I suspected Anne needed me now, and, as I had no husband of my own nearby nor children to attend to, I was free to insist.

We rode to Hever within the day and when we arrived we were not greeted at all. Lady Boleyn was ill; Sir Thomas was away. Edithe and I parted ways, she to the servants’ chambers, I to Anne.

She lay in bed, her black eyes deep in their sockets. Her skin looked not golden but yellow.

“How fare you?” I asked, kneeling beside her.

“Better, I think.” Her voice was small.

I helped her from her nightshift, which was soaked and cold, and into one that was dry. I stripped the linens from her bed and replaced them with some from her cupboard nearby.

“Henry sent his second-best physician,” she said. I tried not to frown. I’d heard that he’d taken his first-best physician with him—and the queen—to Waltham Abbey and then from safe house to safe house as he tried to flee the illness. At each stop he was scrupulous in observing religious rituals, having special prayers composed in every church. All London was whispering that the Sweat was visited upon England due to sin, perhaps the king’s. Henry, I am sure, would have agreed, though the sin he had in mind—his impure marriage—was most likely not the one the gossips would finger.

“Of course he did; he cares for you,” I said.

As she recovered her strength she recounted to me how it had all transpired. “On the journey back from court I was hit with the certain, uncanny knowledge that something dreadful had befallen me,” she said. “And then I began to tremble violently. By the time I arrived I could scarce keep my wits about me, I would laugh and cry without cause and my lady mother helped me to bed.

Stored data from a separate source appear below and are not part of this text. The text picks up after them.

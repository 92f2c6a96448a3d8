use axum::http::StatusCode;
use axum::response::{IntoResponse, Response};
use axum::Json;
use serde_json::json;
use thiserror::Error;
use uuid::Uuid;

use crate::upstream::UpstreamError;

#[derive(Debug, Error)]
pub enum PoolError {
    #[error("no active credential available for service '{service}'")]
    KeyNotFound { service: String },

    #[error("credential {id} not found")]
    CredentialNotFound { id: Uuid },

    #[error("decryption failed{}: {reason}", credential_id.map(|id| format!(" for credential {id}")).unwrap_or_default())]
    DecryptionFailed {
        credential_id: Option<Uuid>,
        reason: String,
    },

    #[error("all active credentials for service '{service}' have reached their usage limit")]
    QuotaExceeded { service: String },

    #[error("upstream service unavailable after {attempts} attempt(s): {message}")]
    ServiceUnavailable { attempts: u32, message: String },

    #[error("upstream error: {0}")]
    Upstream(#[from] UpstreamError),

    #[error("secret does not match the expected key format for service '{service}'")]
    InvalidFormat { service: String },

    #[error("database error: {0:#}")]
    Database(#[source] anyhow::Error),

    #[error("internal error: {0:#}")]
    Internal(#[source] anyhow::Error),
}

impl PoolError {
    pub(crate) fn decryption(credential_id: Option<Uuid>, reason: impl Into<String>) -> Self {
        PoolError::DecryptionFailed {
            credential_id,
            reason: reason.into(),
        }
    }

    /// Re-tag a codec error with the credential it was decrypting.
    pub(crate) fn for_credential(self, id: Uuid) -> Self {
        match self {
            PoolError::DecryptionFailed { reason, .. } => PoolError::DecryptionFailed {
                credential_id: Some(id),
                reason,
            },
            other => other,
        }
    }
}

impl IntoResponse for PoolError {
    fn into_response(self) -> Response {
        let (status, error_type, code, msg) = match &self {
            PoolError::KeyNotFound { .. } => (
                StatusCode::SERVICE_UNAVAILABLE,
                "pool_exhausted",
                "key_not_found",
                self.to_string(),
            ),
            PoolError::CredentialNotFound { .. } => (
                StatusCode::NOT_FOUND,
                "invalid_request_error",
                "credential_not_found",
                self.to_string(),
            ),
            PoolError::QuotaExceeded { .. } => (
                StatusCode::TOO_MANY_REQUESTS,
                "rate_limit_error",
                "quota_exceeded",
                self.to_string(),
            ),
            PoolError::ServiceUnavailable { .. } => (
                StatusCode::SERVICE_UNAVAILABLE,
                "upstream_error",
                "service_unavailable",
                self.to_string(),
            ),
            PoolError::Upstream(e) => (
                StatusCode::BAD_GATEWAY,
                "upstream_error",
                "upstream_failed",
                e.to_string(),
            ),
            PoolError::InvalidFormat { .. } => (
                StatusCode::UNPROCESSABLE_ENTITY,
                "invalid_request_error",
                "invalid_key_format",
                self.to_string(),
            ),
            PoolError::DecryptionFailed { .. } => {
                tracing::error!("Decryption error: {}", self);
                (
                    StatusCode::INTERNAL_SERVER_ERROR,
                    "internal_error",
                    "decryption_failed",
                    "stored credential could not be decrypted".to_string(),
                )
            }
            PoolError::Internal(e) => {
                tracing::error!("Internal error: {:#}", e);
                (
                    StatusCode::INTERNAL_SERVER_ERROR,
                    "internal_error",
                    "internal_server_error",
                    "internal server error".to_string(),
                )
            }
            PoolError::Database(e) => {
                tracing::error!("Database error: {:#}", e);
                (
                    StatusCode::INTERNAL_SERVER_ERROR,
                    "internal_error",
                    "internal_server_error",
                    "internal server error".to_string(),
                )
            }
        };

        let body = Json(json!({
            "error": {
                "message": msg,
                "type": error_type,
                "code": code,
            }
        }));

        let mut response = (status, body).into_response();

        if matches!(self, PoolError::QuotaExceeded { .. }) {
            response.headers_mut().insert(
                "retry-after",
                axum::http::HeaderValue::from_static("3600"),
            );
        }

        response
    }
}
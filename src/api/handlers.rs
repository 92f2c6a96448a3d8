use std::sync::Arc;

use axum::{
    extract::{Path, State},
    http::{header, StatusCode},
    response::IntoResponse,
    Json,
};
use serde::{Deserialize, Serialize};
use uuid::Uuid;

use crate::errors::PoolError;
use crate::models::{Credential, HealthRecord, MonitorReport, PoolMetrics, RotationResult};
use crate::telemetry;
use crate::AppState;

// ── Request / Response DTOs ──────────────────────────────────

#[derive(Debug, Default, Deserialize)]
pub struct RotateRequest {
    pub credential_id: Option<Uuid>,
    pub reason: Option<String>,
}

#[derive(Serialize)]
pub struct ResetUsageResponse {
    pub service: String,
    pub reset: u64,
}

#[derive(Serialize)]
pub struct StateChangeResponse {
    pub id: Uuid,
    pub is_active: bool,
}

// ── Handlers ─────────────────────────────────────────────────

pub async fn list_credentials(
    State(state): State<Arc<AppState>>,
    Path(service): Path<String>,
) -> Result<Json<Vec<Credential>>, PoolError> {
    Ok(Json(state.pool.list(&service).await?))
}

pub async fn check_health(
    State(state): State<Arc<AppState>>,
    Path(service): Path<String>,
) -> Result<Json<Vec<HealthRecord>>, PoolError> {
    Ok(Json(state.coordinator.check_all(&service).await?))
}

pub async fn pool_metrics(
    State(state): State<Arc<AppState>>,
    Path(service): Path<String>,
) -> Result<Json<PoolMetrics>, PoolError> {
    Ok(Json(state.coordinator.metrics(&service).await?))
}

pub async fn run_monitor(
    State(state): State<Arc<AppState>>,
    Path(service): Path<String>,
) -> Result<Json<MonitorReport>, PoolError> {
    Ok(Json(state.coordinator.monitor_and_recover(&service).await?))
}

/// An empty body rotates without retiring anything.
pub async fn rotate(
    State(state): State<Arc<AppState>>,
    Path(service): Path<String>,
    body: Option<Json<RotateRequest>>,
) -> Result<Json<RotationResult>, PoolError> {
    let req = body.map(|Json(r)| r).unwrap_or_default();
    let reason = req.reason.unwrap_or_else(|| "manual rotation".to_string());
    let result = state
        .coordinator
        .rotate(&service, req.credential_id, &reason)
        .await?;
    Ok(Json(result))
}

pub async fn reset_usage(
    State(state): State<Arc<AppState>>,
    Path(service): Path<String>,
) -> Result<Json<ResetUsageResponse>, PoolError> {
    let reset = state.pool.reset_usage(&service).await?;
    Ok(Json(ResetUsageResponse { service, reset }))
}

pub async fn deactivate_credential(
    State(state): State<Arc<AppState>>,
    Path(id): Path<Uuid>,
) -> Result<Json<StateChangeResponse>, PoolError> {
    state.pool.deactivate(id, "deactivated by operator").await?;
    Ok(Json(StateChangeResponse {
        id,
        is_active: false,
    }))
}

pub async fn reactivate_credential(
    State(state): State<Arc<AppState>>,
    Path(id): Path<Uuid>,
) -> Result<Json<StateChangeResponse>, PoolError> {
    state.pool.reactivate(id).await?;
    Ok(Json(StateChangeResponse {
        id,
        is_active: true,
    }))
}

pub async fn prometheus_metrics() -> impl IntoResponse {
    (
        StatusCode::OK,
        [(header::CONTENT_TYPE, "text/plain; version=0.0.4")],
        telemetry::render(),
    )
}
use chrono::{DateTime, Utc};
use serde::{Deserialize, Serialize};
use uuid::Uuid;

use crate::vault::SecretString;

/// A pooled upstream API key as persisted in `api_keys`.
///
/// `encrypted_key` is either `"<ivHex>:<cipherHex>"` or a legacy bare
/// `"<cipherHex>"` encrypted under an all-zero IV. It is skipped on
/// serialization so it never leaves the process through the admin API.
#[derive(Debug, Clone, Serialize, Deserialize, sqlx::FromRow)]
pub struct Credential {
    pub id: Uuid,
    pub service_name: String,
    pub key_name: String,
    #[serde(skip_serializing)]
    pub encrypted_key: String,
    pub is_active: bool,
    pub usage_limit: i64,
    pub current_usage: i64,
    pub expires_at: Option<DateTime<Utc>>,
    pub last_error: Option<String>,
    pub created_at: DateTime<Utc>,
    pub updated_at: DateTime<Utc>,
}

impl Credential {
    pub fn is_expired_at(&self, now: DateTime<Utc>) -> bool {
        self.expires_at.is_some_and(|exp| exp <= now)
    }

    /// Active flag combined with expiry: a stale `is_active = true` on an
    /// expired record still counts as inactive.
    pub fn is_effectively_active(&self, now: DateTime<Utc>) -> bool {
        self.is_active && !self.is_expired_at(now)
    }

    pub fn is_over_limit(&self) -> bool {
        self.current_usage >= self.usage_limit
    }

    /// Whether the credential may be handed out by the pool right now.
    pub fn is_eligible_at(&self, now: DateTime<Utc>) -> bool {
        self.is_effectively_active(now) && !self.is_over_limit()
    }
}

/// Insert payload for administrative key creation.
#[derive(Debug, Clone)]
pub struct NewCredential {
    pub service_name: String,
    pub key_name: String,
    pub encrypted_key: String,
    pub usage_limit: i64,
    pub expires_at: Option<DateTime<Utc>>,
}

/// Partial update applied by `CredentialStore::update_fields`.
/// `None` leaves the column untouched; `updated_at` is always bumped.
#[derive(Debug, Clone, Default)]
pub struct CredentialPatch {
    pub is_active: Option<bool>,
    pub encrypted_key: Option<String>,
    pub last_error: Option<Option<String>>,
    pub usage_limit: Option<i64>,
}

impl CredentialPatch {
    pub fn deactivate(reason: &str) -> Self {
        Self {
            is_active: Some(false),
            last_error: Some(Some(reason.to_string())),
            ..Default::default()
        }
    }

    pub fn reactivate() -> Self {
        Self {
            is_active: Some(true),
            last_error: Some(None),
            ..Default::default()
        }
    }

    pub fn rekey(encrypted_key: String) -> Self {
        Self {
            encrypted_key: Some(encrypted_key),
            ..Default::default()
        }
    }
}

/// A credential selected for use, with its secret decrypted in memory only.
#[derive(Debug, Clone)]
pub struct DecryptedCredential {
    pub id: Uuid,
    pub service_name: String,
    pub key_name: String,
    pub secret: SecretString,
    pub current_usage: i64,
    pub usage_limit: i64,
}

impl DecryptedCredential {
    pub fn from_record(record: &Credential, secret: SecretString) -> Self {
        Self {
            id: record.id,
            service_name: record.service_name.clone(),
            key_name: record.key_name.clone(),
            secret,
            current_usage: record.current_usage,
            usage_limit: record.usage_limit,
        }
    }
}

/// Outcome of `RotationCoordinator::rotate`.
#[derive(Debug, Clone, Serialize)]
pub struct RotationResult {
    pub success: bool,
    pub previous_id: Option<Uuid>,
    pub new_id: Option<Uuid>,
    pub reason: String,
    pub timestamp: DateTime<Utc>,
}
pub mod memory;
pub mod postgres;

use async_trait::async_trait;
use uuid::Uuid;

use crate::models::{Credential, CredentialPatch, NewCredential};

/// Narrow persistence interface the pool is built on.
/// Implementations: PgStore (PostgreSQL via sqlx), MemoryStore (dashmap).
///
/// Errors carry `anyhow` context naming the credential id or service so an
/// operator can act on them; the pool lifts them into `PoolError::Database`.
#[async_trait]
pub trait CredentialStore: Send + Sync {
    /// All credentials of a service, optionally only those flagged active.
    /// Ordered by `(current_usage, created_at)` ascending.
    async fn list_by_service(
        &self,
        service_name: &str,
        active_only: bool,
    ) -> anyhow::Result<Vec<Credential>>;

    async fn get_by_id(&self, id: Uuid) -> anyhow::Result<Option<Credential>>;

    /// Apply a partial update. Returns false if no record has this id.
    async fn update_fields(&self, id: Uuid, patch: CredentialPatch) -> anyhow::Result<bool>;

    async fn insert(&self, record: NewCredential) -> anyhow::Result<Credential>;

    /// Atomically add one to `current_usage`. Returns false if no record has this id.
    async fn increment_usage(&self, id: Uuid) -> anyhow::Result<bool>;

    /// Zero `current_usage` for every credential of a service. Returns rows touched.
    async fn reset_usage(&self, service_name: &str) -> anyhow::Result<u64>;
}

I remember seeing fear in the face of my brother. George!” She looked up at me.

“He recovers,” I reassured her, and she sank back into the bed. “As does your mother.”

“I shall too,” she declared imperiously. I relaxed. The Anne I knew and loved had survived.

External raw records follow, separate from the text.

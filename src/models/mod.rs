pub mod credential;
pub mod health;

pub use credential::{Credential, CredentialPatch, DecryptedCredential, NewCredential, RotationResult};
pub use health::{HealthPolicy, HealthRecord, HealthStatus, MonitorReport, PoolMetrics};
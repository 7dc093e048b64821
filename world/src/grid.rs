use chess_with_guns_core::{BoardSize, CellCoord, OccupancyView, Occupant};

/// Dense occupancy board holding exactly one occupant per cell.
#[derive(Clone, Debug, PartialEq, Eq)]
pub struct Grid {
    size: BoardSize,
    cells: Vec<Occupant>,
}

impl Grid {
    /// Creates an empty board of the provided size.
    #[must_use]
    pub fn new(size: BoardSize) -> Self {
        Self {
            size,
            cells: vec![Occupant::Empty; size.cell_count()],
        }
    }

    /// Dimensions of the board.
    #[must_use]
    pub const fn size(&self) -> BoardSize {
        self.size
    }

    /// Reports whether the signed coordinate lies on the board.
    #[must_use]
    pub fn in_bounds(&self, column: i64, row: i64) -> bool {
        self.size.contains(column, row)
    }

    /// Reads the occupant of a cell.
    ///
    /// # Panics
    ///
    /// Panics when the cell lies outside the board.
    #[must_use]
    pub fn get(&self, cell: CellCoord) -> Occupant {
        self.cells[self.size.index(cell)]
    }

    /// Overwrites the occupant of a cell.
    ///
    /// # Panics
    ///
    /// Panics when the cell lies outside the board.
    pub fn set(&mut self, cell: CellCoord, occupant: Occupant) {
        let index = self.size.index(cell);
        self.cells[index] = occupant;
    }

    /// Borrows the board as a read-only view.
    #[must_use]
    pub fn view(&self) -> OccupancyView<'_> {
        OccupancyView::new(self.size, &self.cells)
    }

    pub(crate) fn empty_cells(&self) -> Vec<CellCoord> {
        self.view()
            .iter()
            .filter(|(_, occupant)| occupant.is_empty())
            .map(|(cell, _)| cell)
            .collect()
    }
}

We remained in Kent for much of the summer, waiting for the illness to sweep through and then out of the realm and allowing Anne to recover her health. I took her for walks and then short rides to get clean air into her. We let the horses walk across the pastures nearby and watched as Edithe’s husband, Roger, directed the field hands to break up tough land more thickly studded with stones than one of Anne’s new bracelets.

“Henry sent jewels and letters declaring his love and they, more than anything, cheered me,” Anne said. “He tells me that Cardinal Campeggio will come anon to declare his marriage invalid and that we may move forth as we planned then. Wolsey reassures him this is so.”

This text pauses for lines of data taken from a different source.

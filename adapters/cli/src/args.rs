use std::path::PathBuf;

use anyhow::Result;
use chess_with_guns_core::{PieceRole, WeaponKind};
use chess_with_guns_system_ai_control::TargetingPolicy;
use chess_with_guns_system_turns::TurnPolicy;
use clap::{ArgAction, Parser};

use crate::config::{
    parse_role, parse_stats_layout, parse_targeting, parse_weapon, MatchFile, MatchSettings,
    StatsLayout,
};

/// Command-line arguments accepted by the `chess-with-guns` binary.
#[derive(Debug, Parser)]
#[command(
    name = "chess-with-guns",
    about = "Chess pieces settle their differences with firearms."
)]
pub(crate) struct CliArgs {
    /// TOML match file; flags override its values.
    #[arg(long, value_name = "PATH")]
    pub(crate) config: Option<PathBuf>,
    /// Seed of every random stream in the match.
    #[arg(long)]
    pub(crate) seed: Option<u64>,
    /// Piece controlled by White.
    #[arg(long, value_parser = parse_role)]
    pub(crate) white_piece: Option<PieceRole>,
    /// Weapon carried by White.
    #[arg(long, value_parser = parse_weapon)]
    pub(crate) white_weapon: Option<WeaponKind>,
    /// Whether White is computer controlled.
    #[arg(long, num_args = 0..=1, default_missing_value = "true", value_name = "BOOL")]
    pub(crate) white_ai: Option<bool>,
    /// Piece controlled by Black.
    #[arg(long, value_parser = parse_role)]
    pub(crate) black_piece: Option<PieceRole>,
    /// Weapon carried by Black.
    #[arg(long, value_parser = parse_weapon)]
    pub(crate) black_weapon: Option<WeaponKind>,
    /// Whether Black is computer controlled.
    #[arg(long, num_args = 0..=1, default_missing_value = "true", value_name = "BOOL")]
    pub(crate) black_ai: Option<bool>,
    /// Ask for pieces, weapons and controllers on the terminal.
    #[arg(long)]
    pub(crate) interactive: bool,
    /// Give every turn a fixed number of frames instead of ending it on the first action.
    #[arg(long, value_name = "FRAMES")]
    pub(crate) move_timer: Option<u32>,
    /// How the computer picks its target: `random` or `nearest`.
    #[arg(long, value_parser = parse_targeting)]
    pub(crate) targeting: Option<TargetingPolicy>,
    /// Write per-turn statistics to this CSV file when a match ends.
    #[arg(long, value_name = "PATH")]
    pub(crate) stats: Option<PathBuf>,
    /// Statistics columns: `labelled` or the headerless `plot` layout.
    #[arg(long, value_parser = parse_stats_layout)]
    pub(crate) stats_layout: Option<StatsLayout>,
    /// Run without a window; both sides must be computer controlled.
    #[arg(long)]
    pub(crate) headless: bool,
    /// Frame limit for headless matches.
    #[arg(long, default_value_t = 100_000)]
    pub(crate) max_frames: u64,
    /// Sprite manifest; pieces are drawn with shapes when omitted.
    #[arg(long, value_name = "PATH")]
    pub(crate) sprites: Option<PathBuf>,
    /// Synchronise presentation with the display refresh rate.
    #[arg(long, default_value_t = true, action = ArgAction::Set, value_name = "BOOL")]
    pub(crate) vsync: bool,
    /// Print frame timing once per second.
    #[arg(long)]
    pub(crate) show_fps: bool,
    /// Suppress sound cues.
    #[arg(long)]
    pub(crate) mute: bool,
}

impl CliArgs {
    /// Resolves the match settings: defaults, then the match file, then flags.
    pub(crate) fn settings(&self) -> Result<MatchSettings> {
        let mut settings = MatchSettings::default();
        if let Some(path) = &self.config {
            settings.merge_file(MatchFile::load(path)?)?;
        }

        if let Some(seed) = self.seed {
            settings.config.seed = seed;
        }
        if let Some(role) = self.white_piece {
            settings.white.role = role;
        }
        if let Some(weapon) = self.white_weapon {
            settings.white.weapon = weapon;
        }
        if let Some(ai) = self.white_ai {
            settings.white.ai = ai;
        }
        if let Some(role) = self.black_piece {
            settings.black.role = role;
        }
        if let Some(weapon) = self.black_weapon {
            settings.black.weapon = weapon;
        }
        if let Some(ai) = self.black_ai {
            settings.black.ai = ai;
        }
        if let Some(frames) = self.move_timer {
            settings.turn_policy = if frames == 0 {
                TurnPolicy::ActionEndsTurn
            } else {
                TurnPolicy::MoveTimer { frames }
            };
        }
        if let Some(targeting) = self.targeting {
            settings.targeting = targeting;
        }
        if let Some(layout) = self.stats_layout {
            settings.stats_layout = layout;
        }
        settings.mute |= self.mute;

        Ok(settings)
    }
}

I watched as the field men pushed the oxen, oxen that threw their whole weight to the task under the whip. My sister, Alice, had told me that Henry had also recently asked for a dispensation to marry a woman who was a close relative to—perhaps even a sister to—someone he’d had relations with. His logic confused me. Sometimes dispensations were wrong in his eyes and sometimes required? “So you have hope,” was all I said.

“I do,” she said, turning her face to the sun and sighing at its warmth. “Both for our marriage and for the reforms in the church. Henry is sure to bring things to rights on both counts.”

I hesitated ere speaking, knowing that there were certain topics we chose not to speak of for fear of damaging our friendship. “Henry does not strike me as particularly…. passionate for church reform,” I said. “Unless there is a clear benefit to His Majesty.”

She smiled. “I know. But there is much there that he will champion for, and if other good is done in the process, then that is an even greater profit. I believe God has chosen Henry for this purpose.”

I looked back at the oxen and spoke without thinking. “A good farmer uses the strongest beast to plow up the hardest fields, though that beast may not be the gentlest.”